OpenSearch Service supports binary vectors. These vectors use 1 bit to store each dimension. A 384-dimension, binary embedding takes 384 / 8 b = 48 B to store. Of course, in reducing the number of bits, you also lose information. Binary vectors don’t provide recall that is as accurate as full-precision vectors. In trade, binary vectors are substantially less costly and provide substantially better latency.

Hardware acceleration: AVX-512 and popcount instructions

Binary vectors rely on Hamming distance to measure similarity. The Hamming distance between two binary vectors is defined as the difference in the number of bits between two numbers. Hamming distance relies on a technique called popcount (population count), which is briefly described in the next section.

For example, for finding the Hamming distance between 5 and 3:

5 = 101
3 = 011
Differences at two positions (bitwise XOR): 101 ⊕ 011 = 110 (2 ones)

Therefore, Hamming distance (5, 3) = 2.

Popcount is an operation that counts the number of 1 bits in a binary input. The Hamming distance between two binary inputs is directly equivalent to calculating the popcount of their bitwise XOR result. The AVX-512 accelerator has a native popcount operation, which makes popcount and Hamming distance calculations fast.

OpenSearch 2.19 integrates advanced Intel AVX-512 instructions in the FAISS engine. When you use binary vectors with OpenSearch 2.19 engine in OpenSearch Service, OpenSearch can maximize performance on the latest Intel Xeon processors. The OpenSearch k-NN plugin with FAISS uses a specialized build mode, avx512_spr, that enhances the Hamming distance computation with the __mm512_popcnt_epi64 vector instruction. __mm512_popcnt_epi64 counts the number of logical 1 bits in eight 64-bit integers at once. This reduces the instruction pathlength—the number of instructions the CPU executes— by eight times. The benchmarks in the next sections demonstrate the improvements seen on OpenSearch binary vectors due to this optimization.

There is no special configuration required to take advantage of the optimization, because it’s enabled by default. The requirements to using the optimization are:

OpenSearch version 2.19 and above
Intel 4th Generation Xeon or newer instances—C7i, M7i, or R7i— for data nodes

Where do binary vector workloads spend the bulk of time?

To put our system through its paces, we created a test dataset of 10 million binary vectors. We chose the Hamming space for measuring distances between vectors because it’s particularly well-suited for binary data. This substantial dataset helped us generate enough stress on the system to pinpoint exactly where performance bottlenecks might occur. If you’re interested in the details, you can find the complete cluster configuration and index settings for this analysis in Appendix 2 at the end of this post.

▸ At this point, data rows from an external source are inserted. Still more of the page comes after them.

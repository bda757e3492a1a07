//! API route definitions.

use axum::Router;

use crate::AppState;

pub mod accounts;
pub mod charges;
pub mod events;
pub mod health;
pub mod payments;
pub mod transactions;
pub mod webhooks;

/// Creates the API router with all routes.
pub fn api_routes() -> Router<AppState> {
    Router::new()
        .merge(health::routes())
        .merge(accounts::routes())
        .merge(charges::routes())
        .merge(payments::routes())
        .merge(transactions::routes())
        .merge(webhooks::routes())
        .merge(events::routes())
}
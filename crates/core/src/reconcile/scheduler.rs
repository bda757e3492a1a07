//! Background loops driving the reconciler.
//!
//! Two independent tasks: one checks a claimed payment per tick, the other
//! sweeps stale claims. Both stop when the handle is shut down.

use std::sync::Arc;
use std::time::Duration;

use tokio::sync::watch;
use tokio::task::JoinHandle;
use tokio::time::MissedTickBehavior;
use tracing::{debug, error, info};

use crate::reconcile::reconciler::Reconciler;

/// Tick intervals of the scheduler.
#[derive(Debug, Clone, Copy, PartialEq, Eq)]
pub struct ScheduleConfig {
    /// Interval between payment checks.
    pub payment_check_interval: Duration,
    /// Interval between stale-claim sweeps.
    pub stale_sweep_interval: Duration,
}

impl Default for ScheduleConfig {
    fn default() -> Self {
        Self {
            payment_check_interval: Duration::from_secs(300),
            stale_sweep_interval: Duration::from_secs(60),
        }
    }
}

/// Handle to the running scheduler tasks.
#[derive(Debug)]
pub struct SchedulerHandle {
    shutdown_tx: watch::Sender<bool>,
    handles: Vec<JoinHandle<()>>,
}

impl SchedulerHandle {
    /// Signals both loops to stop and waits for them.
    ///
    /// A tick in progress is allowed to finish.
    pub async fn shutdown(self) {
        let _ = self.shutdown_tx.send(true);
        for handle in self.handles {
            if let Err(err) = handle.await {
                error!(error = %err, "reconciliation task ended abnormally");
            }
        }
        info!("reconciliation scheduler stopped");
    }
}

/// Spawns the reconciliation loops.
pub struct ReconcileScheduler;

impl ReconcileScheduler {
    /// Starts the payment-check and stale-sweep loops on the current runtime.
    ///
    /// The first tick of each loop fires immediately.
    #[must_use]
    pub fn spawn(reconciler: Arc<Reconciler>, config: ScheduleConfig) -> SchedulerHandle {
        let (shutdown_tx, _) = watch::channel(false);

        let checker = {
            let reconciler = Arc::clone(&reconciler);
            let shutdown_rx = shutdown_tx.subscribe();
            tokio::spawn(run_every(
                "payment_check",
                config.payment_check_interval,
                shutdown_rx,
                move || {
                    let reconciler = Arc::clone(&reconciler);
                    async move {
                        match reconciler.check_next_payment().await {
                            Ok(outcome) => debug!(?outcome, "payment check tick"),
                            Err(err) => error!(error = %err, "payment check tick failed"),
                        }
                    }
                },
            ))
        };

        let sweeper = {
            let shutdown_rx = shutdown_tx.subscribe();
            tokio::spawn(run_every(
                "stale_sweep",
                config.stale_sweep_interval,
                shutdown_rx,
                move || {
                    let reconciler = Arc::clone(&reconciler);
                    async move {
                        if let Err(err) = reconciler.sweep_stale_claims().await {
                            error!(error = %err, "stale claim sweep failed");
                        }
                    }
                },
            ))
        };

        info!(
            payment_check_secs = config.payment_check_interval.as_secs(),
            stale_sweep_secs = config.stale_sweep_interval.as_secs(),
            "reconciliation scheduler started"
        );

        SchedulerHandle {
            shutdown_tx,
            handles: vec![checker, sweeper],
        }
    }
}

async fn run_every<F, Fut>(
    name: &'static str,
    period: Duration,
    mut shutdown_rx: watch::Receiver<bool>,
    mut tick: F,
) where
    F: FnMut() -> Fut + Send,
    Fut: Future<Output = ()> + Send,
{
    let mut interval = tokio::time::interval(period);
    interval.set_missed_tick_behavior(MissedTickBehavior::Delay);

    loop {
        tokio::select! {
            biased;
            changed = shutdown_rx.changed() => {
                if changed.is_err() || *shutdown_rx.borrow() {
                    break;
                }
            }
            _ = interval.tick() => tick().await,
        }
    }

    debug!(task = name, "reconciliation loop exited");
}
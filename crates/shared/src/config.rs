//! Application configuration management.

use std::time::Duration;

use serde::Deserialize;

use crate::types::Currency;

/// Application configuration.
#[derive(Debug, Clone, Deserialize)]
pub struct AppConfig {
    /// Server configuration.
    #[serde(default)]
    pub server: ServerConfig,
    /// Database configuration.
    pub database: DatabaseConfig,
    /// Ledger behaviour.
    #[serde(default)]
    pub billing: BillingConfig,
    /// Background reconciliation schedule.
    #[serde(default)]
    pub reconciler: ReconcilerConfig,
    /// Payment provider credentials.
    #[serde(default)]
    pub payment_provider: PaymentProviderConfig,
    /// Identity (users) service.
    #[serde(default)]
    pub identity: IdentityConfig,
}

/// Server configuration.
#[derive(Debug, Clone, Deserialize)]
pub struct ServerConfig {
    /// Host to bind to.
    #[serde(default = "default_host")]
    pub host: String,
    /// Port to listen on.
    #[serde(default = "default_port")]
    pub port: u16,
}

impl Default for ServerConfig {
    fn default() -> Self {
        Self {
            host: default_host(),
            port: default_port(),
        }
    }
}

fn default_host() -> String {
    "0.0.0.0".to_string()
}

fn default_port() -> u16 {
    8080
}

/// Database configuration.
#[derive(Debug, Clone, Deserialize)]
pub struct DatabaseConfig {
    /// Database connection URL.
    pub url: String,
    /// Maximum number of connections in the pool.
    #[serde(default = "default_max_connections")]
    pub max_connections: u32,
    /// Minimum number of connections in the pool.
    #[serde(default = "default_min_connections")]
    pub min_connections: u32,
}

fn default_max_connections() -> u32 {
    10
}

fn default_min_connections() -> u32 {
    1
}

/// Ledger configuration.
#[derive(Debug, Clone, Deserialize)]
pub struct BillingConfig {
    /// Currency used for payments and usage charges.
    #[serde(default = "default_currency")]
    pub currency: Currency,
    /// Credit granted to newly provisioned accounts, in minor units. Zero disables it.
    #[serde(default)]
    pub initial_credit_minor: i64,
}

impl Default for BillingConfig {
    fn default() -> Self {
        Self {
            currency: default_currency(),
            initial_credit_minor: 0,
        }
    }
}

fn default_currency() -> Currency {
    Currency::Usd
}

/// Reconciliation schedule.
#[derive(Debug, Clone, Deserialize)]
pub struct ReconcilerConfig {
    /// How often one claimed payment is checked against the provider.
    #[serde(default = "default_payment_check_interval")]
    pub payment_check_interval_secs: u64,
    /// How often stale claims are swept.
    #[serde(default = "default_stale_sweep_interval")]
    pub stale_sweep_interval_secs: u64,
    /// Age after which a claim counts as stale.
    #[serde(default = "default_stale_claim_age")]
    pub stale_claim_age_secs: u64,
}

impl ReconcilerConfig {
    /// Payment check interval as a `Duration`.
    #[must_use]
    pub const fn payment_check_interval(&self) -> Duration {
        Duration::from_secs(self.payment_check_interval_secs)
    }

    /// Stale sweep interval as a `Duration`.
    #[must_use]
    pub const fn stale_sweep_interval(&self) -> Duration {
        Duration::from_secs(self.stale_sweep_interval_secs)
    }

    /// Stale claim age as a `Duration`.
    #[must_use]
    pub const fn stale_claim_age(&self) -> Duration {
        Duration::from_secs(self.stale_claim_age_secs)
    }
}

impl Default for ReconcilerConfig {
    fn default() -> Self {
        Self {
            payment_check_interval_secs: default_payment_check_interval(),
            stale_sweep_interval_secs: default_stale_sweep_interval(),
            stale_claim_age_secs: default_stale_claim_age(),
        }
    }
}

fn default_payment_check_interval() -> u64 {
    300 // 5 minutes
}

fn default_stale_sweep_interval() -> u64 {
    60
}

fn default_stale_claim_age() -> u64 {
    60
}

/// Payment provider configuration.
#[derive(Debug, Clone, Deserialize)]
pub struct PaymentProviderConfig {
    /// REST API base URL.
    #[serde(default = "default_provider_api_base")]
    pub api_base: String,
    /// Secret API key.
    #[serde(default)]
    pub secret_key: String,
    /// Secret used to sign webhook payloads.
    #[serde(default)]
    pub webhook_secret: String,
    /// Maximum accepted age of a signed webhook, in seconds.
    #[serde(default = "default_webhook_tolerance")]
    pub webhook_tolerance_secs: u64,
}

impl Default for PaymentProviderConfig {
    fn default() -> Self {
        Self {
            api_base: default_provider_api_base(),
            secret_key: String::new(),
            webhook_secret: String::new(),
            webhook_tolerance_secs: default_webhook_tolerance(),
        }
    }
}

fn default_provider_api_base() -> String {
    "https://api.stripe.com".to_string()
}

fn default_webhook_tolerance() -> u64 {
    300
}

/// Identity service configuration.
#[derive(Debug, Clone, Deserialize)]
pub struct IdentityConfig {
    /// Base URL of the users service.
    #[serde(default = "default_identity_base_url")]
    pub base_url: String,
}

impl Default for IdentityConfig {
    fn default() -> Self {
        Self {
            base_url: default_identity_base_url(),
        }
    }
}

fn default_identity_base_url() -> String {
    "http://127.0.0.1:5001".to_string()
}

impl AppConfig {
    /// Loads configuration from environment and config files.
    ///
    /// # Errors
    ///
    /// Returns an error if configuration cannot be loaded.
    pub fn load() -> Result<Self, config::ConfigError> {
        let run_mode = std::env::var("RUN_MODE").unwrap_or_else(|_| "development".to_string());

        let config = config::Config::builder()
            .add_source(config::File::with_name("config/default").required(false))
            .add_source(config::File::with_name(&format!("config/{run_mode}")).required(false))
            .add_source(
                config::Environment::with_prefix("BILLING")
                    .separator("__")
                    .try_parsing(true),
            )
            .build()?;

        config.try_deserialize()
    }
}
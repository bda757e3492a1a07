//! HTTP clients for the ledger's external collaborators.
//!
//! - `StripeClient` implements `PaymentProvider` against the Stripe REST API
//! - `HttpIdentityClient` implements `IdentityProvider` against the users service

pub mod identity;
pub mod stripe;

pub use identity::HttpIdentityClient;
pub use stripe::StripeClient;

use std::time::Duration;

/// Timeout applied to every outbound request.
pub const REQUEST_TIMEOUT: Duration = Duration::from_secs(15);

fn http_client() -> Result<reqwest::Client, reqwest::Error> {
    reqwest::Client::builder().timeout(REQUEST_TIMEOUT).build()
}
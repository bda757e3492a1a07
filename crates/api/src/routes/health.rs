//! Health check endpoints.

use axum::{Json, Router, routing::get};
use serde::Serialize;

use crate::AppState;

/// Health check response.
#[derive(Serialize)]
pub struct HealthResponse {
    /// Service status.
    pub status: &'static str,
    /// Service name.
    pub service: &'static str,
    /// Service version.
    pub version: &'static str,
}

/// Health check handler.
async fn health_check() -> Json<HealthResponse> {
    Json(HealthResponse {
        status: "healthy",
        service: env!("CARGO_PKG_NAME"),
        version: env!("CARGO_PKG_VERSION"),
    })
}

/// Creates health check routes.
pub fn routes() -> Router<AppState> {
    Router::new().route("/health", get(health_check))
}
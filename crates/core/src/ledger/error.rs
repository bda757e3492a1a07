//! Ledger error types.
//!
//! `StoreError` is what storage backends report; `LedgerError` is what the
//! services in this crate return to callers.

use thiserror::Error;

use billing_shared::AppError;

use crate::ledger::types::{TransactionKind, TransactionStatus};
use crate::ports::ProviderError;

/// Errors reported by a `LedgerStore` implementation.
#[derive(Debug, Clone, Error, PartialEq, Eq)]
pub enum StoreError {
    /// The requested row does not exist.
    #[error("{entity} not found: {key}")]
    NotFound {
        /// Entity name, e.g. "account".
        entity: &'static str,
        /// Lookup key as displayed.
        key: String,
    },

    /// A uniqueness constraint was violated.
    #[error("Conflict: {0}")]
    Conflict(String),

    /// The backing store failed or is unreachable.
    #[error("Store unavailable: {0}")]
    Unavailable(String),
}

impl StoreError {
    /// Shorthand for a `NotFound` error.
    pub fn not_found(entity: &'static str, key: impl ToString) -> Self {
        Self::NotFound {
            entity,
            key: key.to_string(),
        }
    }
}

/// Errors returned by ledger, payment, reconciliation and ingest services.
#[derive(Debug, Error)]
pub enum LedgerError {
    /// An account or transaction could not be found.
    #[error("{entity} not found: {key}")]
    NotFound {
        /// Entity name.
        entity: &'static str,
        /// Lookup key as displayed.
        key: String,
    },

    /// A uniqueness constraint was violated.
    #[error("Conflict: {0}")]
    Conflict(String),

    /// The requested change is not allowed for the transaction.
    #[error("Transition rejected for {kind} transaction in status {status}: {reason}")]
    TransitionRejected {
        /// Transaction kind.
        kind: TransactionKind,
        /// Current status.
        status: TransactionStatus,
        /// Why the change was refused.
        reason: String,
    },

    /// Input was rejected before reaching storage.
    #[error("Invalid input: {0}")]
    InvalidInput(String),

    /// The payment or identity provider failed.
    #[error("Provider unavailable: {0}")]
    ProviderUnavailable(String),

    /// The backing store failed.
    #[error("Store unavailable: {0}")]
    StoreUnavailable(String),
}

impl LedgerError {
    /// Returns true for `NotFound`.
    #[must_use]
    pub const fn is_not_found(&self) -> bool {
        matches!(self, Self::NotFound { .. })
    }
}

impl From<StoreError> for LedgerError {
    fn from(err: StoreError) -> Self {
        match err {
            StoreError::NotFound { entity, key } => Self::NotFound { entity, key },
            StoreError::Conflict(msg) => Self::Conflict(msg),
            StoreError::Unavailable(msg) => Self::StoreUnavailable(msg),
        }
    }
}

impl From<ProviderError> for LedgerError {
    fn from(err: ProviderError) -> Self {
        Self::ProviderUnavailable(err.to_string())
    }
}

impl From<LedgerError> for AppError {
    fn from(err: LedgerError) -> Self {
        match err {
            LedgerError::NotFound { .. } => Self::NotFound(err.to_string()),
            LedgerError::Conflict(msg) => Self::Conflict(msg),
            LedgerError::TransitionRejected { .. } => Self::BusinessRule(err.to_string()),
            LedgerError::InvalidInput(msg) => Self::Validation(msg),
            LedgerError::ProviderUnavailable(_) | LedgerError::StoreUnavailable(_) => {
                tracing::error!(error = %err, "ledger operation failed");
                Self::internal()
            }
        }
    }
}
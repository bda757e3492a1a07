//! One reconciliation step at a time.

use std::sync::Arc;

use serde::Serialize;
use tracing::{debug, error, info, warn};

use billing_shared::types::TransactionId;

use crate::ledger::{LedgerError, LedgerService, Lifecycle, StoreError, TransitionOutcome};
use crate::ports::PaymentProvider;

/// Result of one payment check.
#[derive(Debug, Clone, Copy, PartialEq, Eq, Serialize)]
#[serde(tag = "result", rename_all = "snake_case")]
pub enum CheckOutcome {
    /// No transaction was waiting for a check.
    Idle,
    /// A transaction was checked against the provider.
    Checked {
        /// The claimed transaction.
        transaction_id: TransactionId,
        /// What the provider's answer changed.
        outcome: TransitionOutcome,
    },
}

/// Checks processing payments against the payment provider.
pub struct Reconciler {
    ledger: LedgerService,
    provider: Arc<dyn PaymentProvider>,
    stale_claim_age: chrono::Duration,
}

impl Reconciler {
    /// Creates a reconciler. Claims older than `stale_claim_age` are released
    /// by [`Reconciler::sweep_stale_claims`].
    #[must_use]
    pub fn new(
        ledger: LedgerService,
        provider: Arc<dyn PaymentProvider>,
        stale_claim_age: chrono::Duration,
    ) -> Self {
        Self {
            ledger,
            provider,
            stale_claim_age,
        }
    }

    /// Claims the payment checked longest ago, asks the provider for its
    /// intent status and applies the result.
    ///
    /// The claim is released afterwards whether or not the check succeeded.
    ///
    /// # Errors
    ///
    /// - `LedgerError::ProviderUnavailable` if the status lookup fails
    /// - `LedgerError::StoreUnavailable` on storage failure
    pub async fn check_next_payment(&self) -> Result<CheckOutcome, LedgerError> {
        let claimed = {
            let mut scope = self.ledger.store().begin().await?;
            match scope.claim_next_payment_check().await {
                Ok(tx) => {
                    scope.commit().await?;
                    tx
                }
                Err(StoreError::NotFound { .. }) => {
                    debug!("no payment awaiting a check");
                    return Ok(CheckOutcome::Idle);
                }
                Err(err) => return Err(err.into()),
            }
        };

        let result = self.check(claimed.id, claimed.payment.intent_id.as_deref()).await;
        self.release(claimed.id).await;

        result.map(|outcome| CheckOutcome::Checked {
            transaction_id: claimed.id,
            outcome,
        })
    }

    /// Releases claims held longer than the stale age.
    ///
    /// # Errors
    ///
    /// Returns `LedgerError::StoreUnavailable` on storage failure.
    pub async fn sweep_stale_claims(&self) -> Result<u64, LedgerError> {
        let mut scope = self.ledger.store().begin().await?;
        let released = scope.release_stale_claims(self.stale_claim_age).await?;
        scope.commit().await?;

        if released > 0 {
            warn!(released, "released stale payment check claims");
        }
        Ok(released)
    }

    async fn check(
        &self,
        id: TransactionId,
        intent_id: Option<&str>,
    ) -> Result<TransitionOutcome, LedgerError> {
        let Some(intent_id) = intent_id else {
            return Err(LedgerError::InvalidInput(format!(
                "claimed transaction {id} has no payment intent"
            )));
        };

        let status = self
            .provider
            .get_intent_status(intent_id)
            .await
            .inspect_err(|err| {
                error!(tx_id = %id, intent_id, error = %err, "payment intent status lookup failed");
            })?;

        let transition = Lifecycle::for_provider_status(status);
        let result = self.ledger.transition(id, transition).await?;
        if result.outcome.is_applied() {
            info!(tx_id = %id, intent_id, payment_status = %status, "payment reconciled");
        }
        Ok(result.outcome)
    }

    async fn release(&self, id: TransactionId) {
        let released = async {
            let mut scope = self.ledger.store().begin().await?;
            scope.release_claim(id).await?;
            scope.commit().await
        }
        .await;

        if let Err(err) = released {
            error!(tx_id = %id, error = %err, "failed to release payment check claim");
        }
    }
}

#[cfg(test)]
mod tests {
    use super::*;
    use crate::ledger::{
        InMemoryLedgerStore, NewTransaction, PaymentDetails, PaymentIntentStatus,
        TransactionStatus,
    };
    use crate::testing::ScriptedPaymentProvider;
    use billing_shared::types::AccountId;
    use futures::future::join_all;

    struct Fixture {
        ledger: LedgerService,
        provider: Arc<ScriptedPaymentProvider>,
        reconciler: Arc<Reconciler>,
    }

    fn fixture(stale_claim_age: chrono::Duration) -> Fixture {
        let ledger = LedgerService::new(Arc::new(InMemoryLedgerStore::new()));
        let provider = Arc::new(ScriptedPaymentProvider::new());
        let reconciler = Arc::new(Reconciler::new(
            ledger.clone(),
            provider.clone(),
            stale_claim_age,
        ));
        Fixture {
            ledger,
            provider,
            reconciler,
        }
    }

    async fn processing_payment(ledger: &LedgerService, intent: &str) -> TransactionId {
        ledger
            .create_transaction(NewTransaction::payment(
                AccountId::new(),
                1000,
                PaymentDetails {
                    intent_id: Some(intent.to_string()),
                    status: Some(PaymentIntentStatus::RequiresPaymentMethod),
                    ..PaymentDetails::default()
                },
            ))
            .await
            .unwrap()
            .id
    }

    #[tokio::test]
    async fn test_idle_when_nothing_to_check() {
        let f = fixture(chrono::Duration::minutes(1));
        assert_eq!(
            f.reconciler.check_next_payment().await.unwrap(),
            CheckOutcome::Idle
        );
    }

    #[tokio::test]
    async fn test_succeeded_intent_settles_and_releases() {
        let f = fixture(chrono::Duration::minutes(1));
        let id = processing_payment(&f.ledger, "pi_ok").await;
        f.provider.set_status("pi_ok", PaymentIntentStatus::Succeeded);

        let outcome = f.reconciler.check_next_payment().await.unwrap();
        assert!(matches!(
            outcome,
            CheckOutcome::Checked { transaction_id, outcome } if transaction_id == id && outcome.is_applied()
        ));

        let tx = f.ledger.transaction(id).await.unwrap();
        assert_eq!(tx.status, TransactionStatus::Success);
        assert_eq!(tx.payment.status, Some(PaymentIntentStatus::Succeeded));
        assert!(!tx.is_locked);
    }

    #[tokio::test]
    async fn test_intermediate_status_is_mirrored() {
        let f = fixture(chrono::Duration::minutes(1));
        let id = processing_payment(&f.ledger, "pi_action").await;
        f.provider.set_status("pi_action", PaymentIntentStatus::RequiresAction);

        f.reconciler.check_next_payment().await.unwrap();

        let tx = f.ledger.transaction(id).await.unwrap();
        assert_eq!(tx.status, TransactionStatus::Processing);
        assert_eq!(tx.payment.status, Some(PaymentIntentStatus::RequiresAction));
        assert!(!tx.is_locked);
    }

    #[tokio::test]
    async fn test_provider_failure_still_releases_claim() {
        let f = fixture(chrono::Duration::minutes(1));
        let id = processing_payment(&f.ledger, "pi_down").await;
        f.provider.set_unavailable("pi_down");

        let err = f.reconciler.check_next_payment().await.unwrap_err();
        assert!(matches!(err, LedgerError::ProviderUnavailable(_)));

        let tx = f.ledger.transaction(id).await.unwrap();
        assert_eq!(tx.status, TransactionStatus::Processing);
        assert!(!tx.is_locked);
    }

    #[tokio::test]
    async fn test_concurrent_claims_are_exclusive() {
        let f = fixture(chrono::Duration::minutes(1));
        let id = processing_payment(&f.ledger, "pi_once").await;

        let claims = (0..10).map(|_| {
            let ledger = f.ledger.clone();
            tokio::spawn(async move {
                let mut scope = ledger.store().begin().await.unwrap();
                let claimed = scope.claim_next_payment_check().await.ok();
                scope.commit().await.unwrap();
                claimed.map(|tx| tx.id)
            })
        });
        let claimed: Vec<TransactionId> = join_all(claims)
            .await
            .into_iter()
            .filter_map(|joined| joined.unwrap())
            .collect();

        assert_eq!(claimed, vec![id]);
    }

    #[tokio::test]
    async fn test_sweep_recovers_abandoned_claims() {
        let f = fixture(chrono::Duration::zero());
        let id = processing_payment(&f.ledger, "pi_abandoned").await;

        // A checker that claimed and then vanished.
        let mut scope = f.ledger.store().begin().await.unwrap();
        scope.claim_next_payment_check().await.unwrap();
        scope.commit().await.unwrap();
        assert!(f.ledger.transaction(id).await.unwrap().is_locked);

        assert_eq!(f.reconciler.sweep_stale_claims().await.unwrap(), 1);

        f.provider.set_status("pi_abandoned", PaymentIntentStatus::Canceled);
        f.reconciler.check_next_payment().await.unwrap();
        assert_eq!(
            f.ledger.transaction(id).await.unwrap().status,
            TransactionStatus::Canceled
        );
    }
}
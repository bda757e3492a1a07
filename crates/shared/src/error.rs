//! Application-wide error types.

use thiserror::Error;

/// Result type alias using `AppError`.
pub type AppResult<T> = Result<T, AppError>;

/// Application error types.
#[derive(Debug, Error)]
pub enum AppError {
    /// Request could not be authenticated (e.g. bad webhook signature).
    #[error("Authentication failed: {0}")]
    Unauthorized(String),

    /// Resource not found.
    #[error("Not found: {0}")]
    NotFound(String),

    /// Validation error.
    #[error("Validation error: {0}")]
    Validation(String),

    /// Business rule violation.
    #[error("Business rule violation: {0}")]
    BusinessRule(String),

    /// Conflict (e.g., duplicate entry).
    #[error("Conflict: {0}")]
    Conflict(String),

    /// Internal server error.
    ///
    /// The message is shown to callers, so it must not carry storage or
    /// provider details.
    #[error("Internal error: {0}")]
    Internal(String),
}

impl AppError {
    /// Opaque internal error used when the underlying cause must stay in the logs.
    #[must_use]
    pub fn internal() -> Self {
        Self::Internal("An internal error occurred".to_string())
    }

    /// Returns the HTTP status code for this error.
    #[must_use]
    pub const fn status_code(&self) -> u16 {
        match self {
            Self::Unauthorized(_) => 401,
            Self::NotFound(_) => 404,
            Self::Validation(_) => 400,
            Self::BusinessRule(_) => 422,
            Self::Conflict(_) => 409,
            Self::Internal(_) => 500,
        }
    }

    /// Returns the error code for API responses.
    #[must_use]
    pub const fn error_code(&self) -> &'static str {
        match self {
            Self::Unauthorized(_) => "UNAUTHORIZED",
            Self::NotFound(_) => "NOT_FOUND",
            Self::Validation(_) => "VALIDATION_ERROR",
            Self::BusinessRule(_) => "BUSINESS_RULE_VIOLATION",
            Self::Conflict(_) => "CONFLICT",
            Self::Internal(_) => "INTERNAL_ERROR",
        }
    }
}

#[cfg(test)]
mod tests {
    use super::*;

    #[test]
    fn test_error_status_codes() {
        assert_eq!(AppError::Unauthorized(String::new()).status_code(), 401);
        assert_eq!(AppError::NotFound(String::new()).status_code(), 404);
        assert_eq!(AppError::Validation(String::new()).status_code(), 400);
        assert_eq!(AppError::BusinessRule(String::new()).status_code(), 422);
        assert_eq!(AppError::Conflict(String::new()).status_code(), 409);
        assert_eq!(AppError::Internal(String::new()).status_code(), 500);
    }

    #[test]
    fn test_error_codes() {
        assert_eq!(
            AppError::Unauthorized(String::new()).error_code(),
            "UNAUTHORIZED"
        );
        assert_eq!(AppError::NotFound(String::new()).error_code(), "NOT_FOUND");
        assert_eq!(
            AppError::Validation(String::new()).error_code(),
            "VALIDATION_ERROR"
        );
        assert_eq!(
            AppError::BusinessRule(String::new()).error_code(),
            "BUSINESS_RULE_VIOLATION"
        );
        assert_eq!(AppError::Conflict(String::new()).error_code(), "CONFLICT");
        assert_eq!(
            AppError::Internal(String::new()).error_code(),
            "INTERNAL_ERROR"
        );
    }

    #[test]
    fn test_internal_is_opaque() {
        let err = AppError::internal();
        assert_eq!(err.status_code(), 500);
        assert_eq!(err.to_string(), "Internal error: An internal error occurred");
    }

    #[test]
    fn test_error_display() {
        assert_eq!(
            AppError::NotFound("msg".into()).to_string(),
            "Not found: msg"
        );
        assert_eq!(
            AppError::Conflict("msg".into()).to_string(),
            "Conflict: msg"
        );
        assert_eq!(
            AppError::BusinessRule("msg".into()).to_string(),
            "Business rule violation: msg"
        );
    }
}
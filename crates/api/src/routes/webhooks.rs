//! Payment-provider webhook.

use axum::{
    Json, Router,
    body::Bytes,
    extract::State,
    http::HeaderMap,
    routing::post,
};
use chrono::Utc;
use serde::Deserialize;
use serde_json::{Value, json};
use tracing::{debug, error, info, warn};

use crate::AppState;
use crate::error::{ApiError, ApiResult};
use crate::signature;

/// Header carrying the delivery signature.
pub const SIGNATURE_HEADER: &str = "stripe-signature";

const INTENT_SUCCEEDED: &str = "payment_intent.succeeded";

/// Creates the webhook routes.
pub fn routes() -> Router<AppState> {
    Router::new().route("/webhooks/payments", post(payment_webhook))
}

#[derive(Debug, Deserialize)]
struct WebhookEvent {
    #[serde(rename = "type")]
    event_type: String,
    data: WebhookData,
}

#[derive(Debug, Deserialize)]
struct WebhookData {
    object: WebhookObject,
}

#[derive(Debug, Deserialize)]
struct WebhookObject {
    id: String,
}

/// POST `/webhooks/payments` - Verify and apply a provider event.
///
/// Unknown intents and unhandled event types are acknowledged so the
/// provider stops retrying them.
async fn payment_webhook(
    State(state): State<AppState>,
    headers: HeaderMap,
    body: Bytes,
) -> ApiResult<Json<Value>> {
    if state.webhook.secret.is_empty() {
        error!("Webhook secret is not configured; refusing delivery");
        return Err(ApiError::unauthorized("webhook signing is not configured"));
    }

    let header = headers
        .get(SIGNATURE_HEADER)
        .and_then(|v| v.to_str().ok())
        .ok_or_else(|| ApiError::unauthorized("missing signature header"))?;

    signature::verify(
        header,
        &body,
        &state.webhook.secret,
        state.webhook.tolerance_secs,
        Utc::now().timestamp(),
    )
    .map_err(|e| {
        warn!(error = %e, "Rejected webhook delivery");
        ApiError::unauthorized(e.to_string())
    })?;

    let event: WebhookEvent = serde_json::from_slice(&body)
        .map_err(|e| ApiError::validation(format!("invalid webhook payload: {e}")))?;

    if event.event_type != INTENT_SUCCEEDED {
        debug!(event_type = %event.event_type, "Ignoring webhook event");
        return Ok(Json(json!({ "received": true })));
    }

    let intent_id = event.data.object.id;
    let settled = state.payments.handle_intent_succeeded(&intent_id).await?;
    if let Some(result) = &settled {
        info!(
            tx_id = %result.transaction.id,
            intent_id = %intent_id,
            applied = result.outcome.is_applied(),
            "Payment settled from webhook"
        );
    }

    Ok(Json(json!({
        "received": true,
        "transaction_id": settled.map(|r| r.transaction.id),
    })))
}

The following profile analysis of binary vector-based workloads using a flame graph shows that the bulk of time is spent in the FAISS library computing Hamming distances. We observe up to 66% time spent on BinaryIndices in the FAISS library.

Benchmarks and Results

In the next sections, we look at the results of optimizing this logic and the benefits to OpenSearch workloads along two aspects:

Price-performance; with reduced CPU consumption, you might be able to reduce the instances in your domain
Performance gains due to the Intel popcount instruction

Price-performance and TCO gains for OpenSearch users

If you want to take advantage of the performance gains, we recommend the R7i instances, with a high memory:core ratio, for your data nodes. The following table shows the results of benchmarking with a 10-million-vector and 100-million-vector dataset and the resulting improvements on an R7i instance compared to an R5 instance. R5 instances support avx512 instructions, but not the advanced instructions present in avx512_spr. That is only available with R7i and newer Intel instances.

On average, we observed 20% gains on indexing throughput and up to 48% gains on search throughput comparing R5 and R7i instances. R7i instances are about 13% more costly than R5 instances. The price-performance favors the R7is. The 100-million-vector dataset showed slightly better results with search throughput improving more than 40%. In Appendix 1, we document the test configuration, and we present the tabular results in Appendix 3.

The following figures visualize the results with the 10-million-vector dataset.

The following figures visualize the results with the 100-million-vector dataset.

Performance gains due to popcount instruction in AVX-512

This section is for advanced users interested in knowing the extent of improvements the new avx512_spr provides and more details on where the performance gains are coming from. The OpenSearch configuration used in this experiment is documented in Appendix 2.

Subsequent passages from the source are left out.